Kenta Nakai[1] (nakai@nibb.ac.jp)
Ayumi Shinohara[2] (ayumi@rifis.kyushu-u.ac.jp)
Satoru Miyano[2] (miyano@rifis.kyushu-u.ac.jp)
[1] National Institute for Basic Biology
Myodaiji, Okazaki 444 Japan
[2] Research Institute of Fundamental Information Science,
Kyushu University
6-10-1 Hakosaki, Higashi-ku, Fukuoka 812 Japan
Abstract
In this age of large-scale sequencing, we have many
``potentially expressed" amino acid sequences of unknown function.
Characterization of such sequences by computers is undoubtedly useful
for further experimental analyses.
We have developed a knowledge-based system PSORT for characterizing
various sorting signals potentially coded in amino acid sequences and
for predicting their final localization sites in cells [1, 2].
The system calculates the probability (certainty factor) of an input
protein to be localized at each candidate site.
One of the difficulties of our system is that, since it has many
adjustable parameters, optimization of them to a given training data is
difficult.
Therefore, incorporation of recent knowledge into the system has
not been easy. We present here a simple scheme for assigning
certainty-factor parameters with a given reasoning tree.
Since the size of training data, i.e., sequences of known
localization sites, is not large in most cases, we must suppress the
number of parameters as possible.
In this case, use of our knowledge on the reasoning flow is favorable.
Such a flow can be organized into a reasoning tree, in which an input
flux is divided into thinner flows on a step-by-step basis according
to some characteristic values calculated from the input sequence (Fig. 1).
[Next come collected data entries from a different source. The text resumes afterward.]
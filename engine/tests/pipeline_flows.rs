//! End-to-end flows through the `prompt_engine` pipeline.
//!
//! Each test drives one [`PromptEngine`] across several invocations with
//! scripted shell, script-tool and isolation collaborators, resuming chains
//! only through the `chain_id` the previous response reported.

use std::sync::Arc;

use engine::core::types::PromptDefinition;
use engine::io::config::EngineConfig;
use engine::io::git::GitCheckpoints;
use engine::io::prompts::StaticPromptStore;
use engine::io::session_store::InMemorySessionStore;
use engine::pipeline::{Collaborators, EngineServices, PromptEngine, PromptEngineRequest, ToolResponse};
use engine::test_support::{
    RecordingSpawner, ScriptedRunner, ScriptedShell, auto_approve_tool, prompt, prompt_with_args,
};
use serde_json::{Value, json};
use tempfile::TempDir;

struct Harness {
    engine: PromptEngine,
    shell: Arc<ScriptedShell>,
    spawner: Arc<RecordingSpawner>,
    runner: Arc<ScriptedRunner>,
    _runtime: TempDir,
}

fn harness(prompts: Vec<PromptDefinition>, exit_codes: Vec<i32>, tool_stdout: &str) -> Harness {
    harness_with(EngineConfig::default(), prompts, exit_codes, tool_stdout)
}

fn harness_with(
    config: EngineConfig,
    prompts: Vec<PromptDefinition>,
    exit_codes: Vec<i32>,
    tool_stdout: &str,
) -> Harness {
    let runtime = tempfile::tempdir().expect("tempdir");
    let shell = ScriptedShell::new(exit_codes);
    let spawner = RecordingSpawner::new();
    let runner = ScriptedRunner::new(tool_stdout, 0);
    let config = EngineConfig {
        runtime_dir: runtime.path().to_path_buf(),
        ..config
    };
    let collaborators = Collaborators {
        prompts: Arc::new(StaticPromptStore::new(prompts)),
        sessions: Arc::new(InMemorySessionStore::new()),
        shell: shell.clone(),
        scripts: runner.clone(),
        spawner: spawner.clone(),
        checkpoints: Arc::new(GitCheckpoints),
    };
    let services = EngineServices::new(config, collaborators).expect("services");
    Harness {
        engine: PromptEngine::new(services),
        shell,
        spawner,
        runner,
        _runtime: runtime,
    }
}

impl Harness {
    fn call(&self, request: Value) -> ToolResponse {
        let request: PromptEngineRequest = serde_json::from_value(request).expect("request");
        self.engine.execute(request)
    }
}

fn text(response: &ToolResponse) -> String {
    response.text_content()
}

fn structured<'a>(response: &'a ToolResponse, key: &str) -> &'a Value {
    response
        .structured_content
        .as_ref()
        .and_then(|v| v.get(key))
        .unwrap_or(&Value::Null)
}

fn chain_id(response: &ToolResponse) -> String {
    structured(response, "chainId")
        .as_str()
        .expect("chainId in structured content")
        .to_string()
}

#[test]
fn single_prompt_renders_without_session() {
    let h = harness(
        vec![prompt_with_args("greet", "Hello {{name}}!", &["name"])],
        vec![0],
        "{}",
    );
    let response = h.call(json!({"command": ">>greet name=\"Ada\""}));

    assert!(!response.is_error, "{}", text(&response));
    let body = text(&response);
    assert!(body.contains("Hello Ada!"), "{body}");
    assert!(!body.contains("Session ID:"), "{body}");
}

#[test]
fn chain_progresses_and_templates_previous_output() {
    let h = harness(
        vec![
            prompt_with_args("outline", "Outline {{topic}}", &["topic"]),
            prompt("draft", "Draft from: {{previous_step_output}}"),
        ],
        vec![0],
        "{}",
    );
    let first = h.call(json!({"command": ">>outline topic=\"rust\" --> >>draft"}));
    let body = text(&first);
    assert!(body.contains("## Step 1/2"), "{body}");
    assert!(body.contains("Outline rust"), "{body}");
    assert!(body.contains("Session ID: sess-"), "{body}");
    let id = chain_id(&first);
    assert_eq!(id, "chain-outline#1");

    let second = h.call(json!({"chain_id": id, "user_response": "1. ownership"}));
    let body = text(&second);
    assert!(body.contains("Draft from: 1. ownership"), "{body}");
    assert!(body.contains("Step 2/2"), "{body}");

    let done = h.call(json!({"chain_id": id, "user_response": "final draft"}));
    let body = text(&done);
    assert!(body.contains("✓ Chain complete (2/2)"), "{body}");
    assert!(body.contains("no `user_response` needed"), "{body}");
    assert_eq!(structured(&done, "status"), "completed");
}

#[test]
fn response_less_resumes_never_advance_twice() {
    let h = harness(
        vec![prompt("a", "A"), prompt("b", "B"), prompt("c", "C")],
        vec![0],
        "{}",
    );
    let id = chain_id(&h.call(json!({"command": ">>a --> >>b --> >>c"})));

    let first = h.call(json!({"chain_id": id}));
    assert_eq!(structured(&first, "currentStep"), 2);

    let second = h.call(json!({"chain_id": id}));
    assert_eq!(structured(&second, "currentStep"), 2);
    assert!(text(&second).contains("stays current"), "{}", text(&second));
}

#[test]
fn unknown_chain_without_command_is_an_error() {
    let h = harness(vec![prompt("a", "A")], vec![0], "{}");
    let response = h.call(json!({"chain_id": "chain-missing#4"}));
    assert!(response.is_error);
}

#[test]
fn verification_escalates_after_five_failures_and_retry_resets() {
    let h = harness(vec![prompt("fix", "Fix the build")], vec![1], "{}");
    let start = h.call(json!({"command": ">>fix :: verify:\"cargo test\""}));
    let body = text(&start);
    assert!(body.contains("## Shell Verification"), "{body}");
    assert!(body.contains("cargo test"), "{body}");
    let id = chain_id(&start);

    for attempt in 1..=4 {
        let response = h.call(json!({"chain_id": id}));
        let body = text(&response);
        assert!(
            body.contains(&format!("FAILED (Attempt {attempt}/5)")),
            "attempt {attempt}: {body}"
        );
    }
    let escalated = h.call(json!({"chain_id": id}));
    let body = text(&escalated);
    assert!(body.contains("Shell Verification Escalation"), "{body}");
    assert!(body.contains("`gate_action`"), "{body}");
    assert_eq!(h.shell.call_count(), 5);
    assert_eq!(h.spawner.spawned().len(), 2);

    let retried = h.call(json!({"chain_id": id, "gate_action": "retry"}));
    let body = text(&retried);
    assert!(body.contains("FAILED (Attempt 1/5)"), "{body}");
    assert_eq!(h.shell.call_count(), 6);
}

#[test]
fn skipping_an_exhausted_verification_completes_the_chain() {
    let h = harness(vec![prompt("fix", "Fix the build")], vec![1], "{}");
    let id = chain_id(&h.call(json!({"command": ">>fix :: verify:\"make check\" max:1"})));

    let escalated = h.call(json!({"chain_id": id}));
    assert!(text(&escalated).contains("Escalation"), "{}", text(&escalated));

    let skipped = h.call(json!({"chain_id": id, "gate_action": "skip"}));
    let body = text(&skipped);
    assert!(body.contains("Verification skipped"), "{body}");
    assert!(body.contains("✓ Chain complete"), "{body}");
}

#[test]
fn passing_verification_advances() {
    let h = harness(vec![prompt("fix", "Fix the build")], vec![1, 0], "{}");
    let id = chain_id(&h.call(json!({"command": ">>fix :: verify:\"cargo test\""})));

    assert!(text(&h.call(json!({"chain_id": id}))).contains("FAILED (Attempt 1/5)"));
    let passed = h.call(json!({"chain_id": id, "user_response": "fixed the test"}));
    let body = text(&passed);
    assert!(body.contains("Shell Verification PASSED"), "{body}");
    assert_eq!(structured(&passed, "status"), "completed");
}

#[test]
fn auto_approved_tool_reports_payload() {
    let mut definition = prompt("deploy", "Deploy {{tool_validate}}");
    definition.tools = vec![auto_approve_tool("validate")];
    let h = harness(
        vec![definition],
        vec![0],
        r#"{"valid": true, "auto_execute": {"action": "ship"}}"#,
    );
    let response = h.call(json!({"command": ">>deploy"}));

    assert!(!response.is_error);
    assert_eq!(h.runner.invocation_count(), 1);
    assert_eq!(structured(&response, "autoApprovedTools"), &json!(["validate"]));
    assert_eq!(structured(&response, "autoExecute")["validate"]["action"], "ship");
    assert!(text(&response).contains("Auto-approved tools"), "{}", text(&response));
}

#[test]
fn invalid_tool_output_blocks_auto_approval() {
    let mut definition = prompt("deploy", "Deploy");
    definition.tools = vec![auto_approve_tool("validate")];
    let h = harness(
        vec![definition],
        vec![0],
        r#"{"valid": false, "errors": ["name is required"]}"#,
    );
    let response = h.call(json!({"command": ">>deploy"}));

    assert!(!response.is_error, "validation failures are guidance, not errors");
    assert_eq!(
        structured(&response, "validationErrors"),
        &json!(["name is required"])
    );
    assert!(structured(&response, "autoApprovedTools").is_null());
    assert!(text(&response).contains("Validation errors"), "{}", text(&response));
}

#[test]
fn non_json_tool_output_is_never_approved() {
    let mut definition = prompt("deploy", "Deploy");
    definition.tools = vec![auto_approve_tool("validate")];
    let h = harness(vec![definition], vec![0], "looks fine to me");
    let response = h.call(json!({"command": ">>deploy"}));

    assert_eq!(
        structured(&response, "validationErrors"),
        &json!(["Validation failed"])
    );
}

#[test]
fn framework_override_is_restored_after_the_call() {
    let h = harness(vec![prompt("plan", "Plan the work")], vec![0], "{}");

    let overridden = h.call(json!({"command": "@react >>plan"}));
    assert_eq!(structured(&overridden, "framework"), "ReACT");
    assert!(text(&overridden).contains("(ReACT)"), "{}", text(&overridden));
    assert_eq!(h.engine.services().frameworks.active_id(), "CAGEERF");

    let plain = h.call(json!({"command": ">>plan"}));
    assert_eq!(structured(&plain, "framework"), "CAGEERF");
    assert_eq!(h.engine.services().frameworks.active_id(), "CAGEERF");
}

#[test]
fn unknown_framework_override_is_rejected() {
    let h = harness(vec![prompt("plan", "Plan the work")], vec![0], "{}");
    let response = h.call(json!({"command": "@nope >>plan"}));
    assert!(response.is_error);
    assert!(text(&response).contains("@CAGEERF"), "{}", text(&response));
}

#[test]
fn inline_criteria_require_a_review_before_advancing() {
    let h = harness(vec![prompt("draft", "Draft"), prompt("polish", "Polish")], vec![0], "{}");
    let start = h.call(json!({"command": ">>draft :: \"cite sources\" --> >>polish"}));
    let id = chain_id(&start);

    let review = h.call(json!({"chain_id": id, "user_response": "my draft"}));
    let body = text(&review);
    assert!(body.contains("Gate Review Required"), "{body}");
    assert!(body.contains("cite sources"), "{body}");
    assert_eq!(structured(&review, "currentStep"), 1);

    let failed = h.call(json!({
        "chain_id": id,
        "gate_verdict": "GATE_REVIEW: FAIL - no citations yet"
    }));
    let body = text(&failed);
    assert!(body.contains("Previous review failed: no citations yet"), "{body}");
    assert_eq!(structured(&failed, "currentStep"), 1);

    let passed = h.call(json!({
        "chain_id": id,
        "user_response": "my draft [1]",
        "gate_verdict": "GATE_REVIEW: PASS - sources cited"
    }));
    let body = text(&passed);
    assert!(body.contains("Gate review passed: sources cited"), "{body}");
    assert!(body.contains("Step 2/2"), "{body}");
}

#[test]
fn bare_verdict_in_free_text_is_not_trusted() {
    let h = harness(vec![prompt("draft", "Draft"), prompt("polish", "Polish")], vec![0], "{}");
    let id = chain_id(&h.call(json!({"command": ">>draft :: \"cite sources\" --> >>polish"})));
    h.call(json!({"chain_id": id, "user_response": "my draft"}));

    let response = h.call(json!({"chain_id": id, "user_response": "PASS - looks good"}));
    assert!(text(&response).contains("Gate Review Required"), "{}", text(&response));
    assert_eq!(structured(&response, "currentStep"), 1);
}

fn planned_gates(response: &ToolResponse) -> Vec<String> {
    structured(response, "gates")
        .as_array()
        .map(|ids| ids.iter().filter_map(|id| id.as_str().map(str::to_string)).collect())
        .unwrap_or_default()
}

#[test]
fn methodology_gates_follow_the_config_switch() {
    let prompts = || vec![prompt("outline", "Outline the plan")];

    let h = harness(prompts(), vec![0], "{}");
    let response = h.call(json!({"command": "@ReACT >>outline"}));
    assert!(!response.is_error, "{}", text(&response));
    assert!(planned_gates(&response).contains(&"framework-compliance".to_string()));
    assert!(text(&response).contains("Framework Compliance"), "{}", text(&response));

    let mut config = EngineConfig::default();
    config.gates.methodology_gates = false;
    let h = harness_with(config.clone(), prompts(), vec![0], "{}");
    let response = h.call(json!({"command": "@ReACT >>outline"}));
    assert!(planned_gates(&response).is_empty(), "{:?}", planned_gates(&response));
    assert!(!text(&response).contains("Framework Compliance"));

    let h = harness_with(config, prompts(), vec![0], "{}");
    let response = h.call(json!({"command": "@ReACT >>outline :: framework-compliance"}));
    assert!(planned_gates(&response).contains(&"framework-compliance".to_string()));
}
Its final outputs are flows corresponding to candidate localization sites.
In this stage, the amount of each flow can be interpreted as the
corresponding certainty factor.
Thus, the problem is how to find appropriate functions that transform a
characteristic value at each step in an optimized performance for
the classification of training data.
We used the following formula for that function:
\[F_p(x_p(i)) = \frac{1}{1 + exp(-10 \times (x_p(i) - b_p))} \]
where $x_p(i)$ represents a characteristic value of a sequence i at
the step p, e.g., propensity that the input sequence
i encodes a membrane protein, and $b_p$ is a threshold value which is
obtained by the criterion that can classify the training data at step
p with least mistakes.
The certainty factor for localizing a candidate site is thus calculated
as a probability to choose the corresponding path,
e.g., the certainty factor for a protein i to localize at the
site #3 is $F_1(i) \times F_2(i) \times (1-F_4(i))$ in Fig. 1.
To test the validity of our model, we prepared 156 sequences of
Bacillus subtilis whose localization sites are the prediction
results of PSORT.
The cross-validation test showed rather good result.
Thus, although there is no theoretical proof that our model always gives
good results, it will be hopefully used for future improvement of PSORT.
Moreover, because of its simplicity, this method may be generally
used to interpret
unknown sequence data with the latest knowledge of molecular cell biology.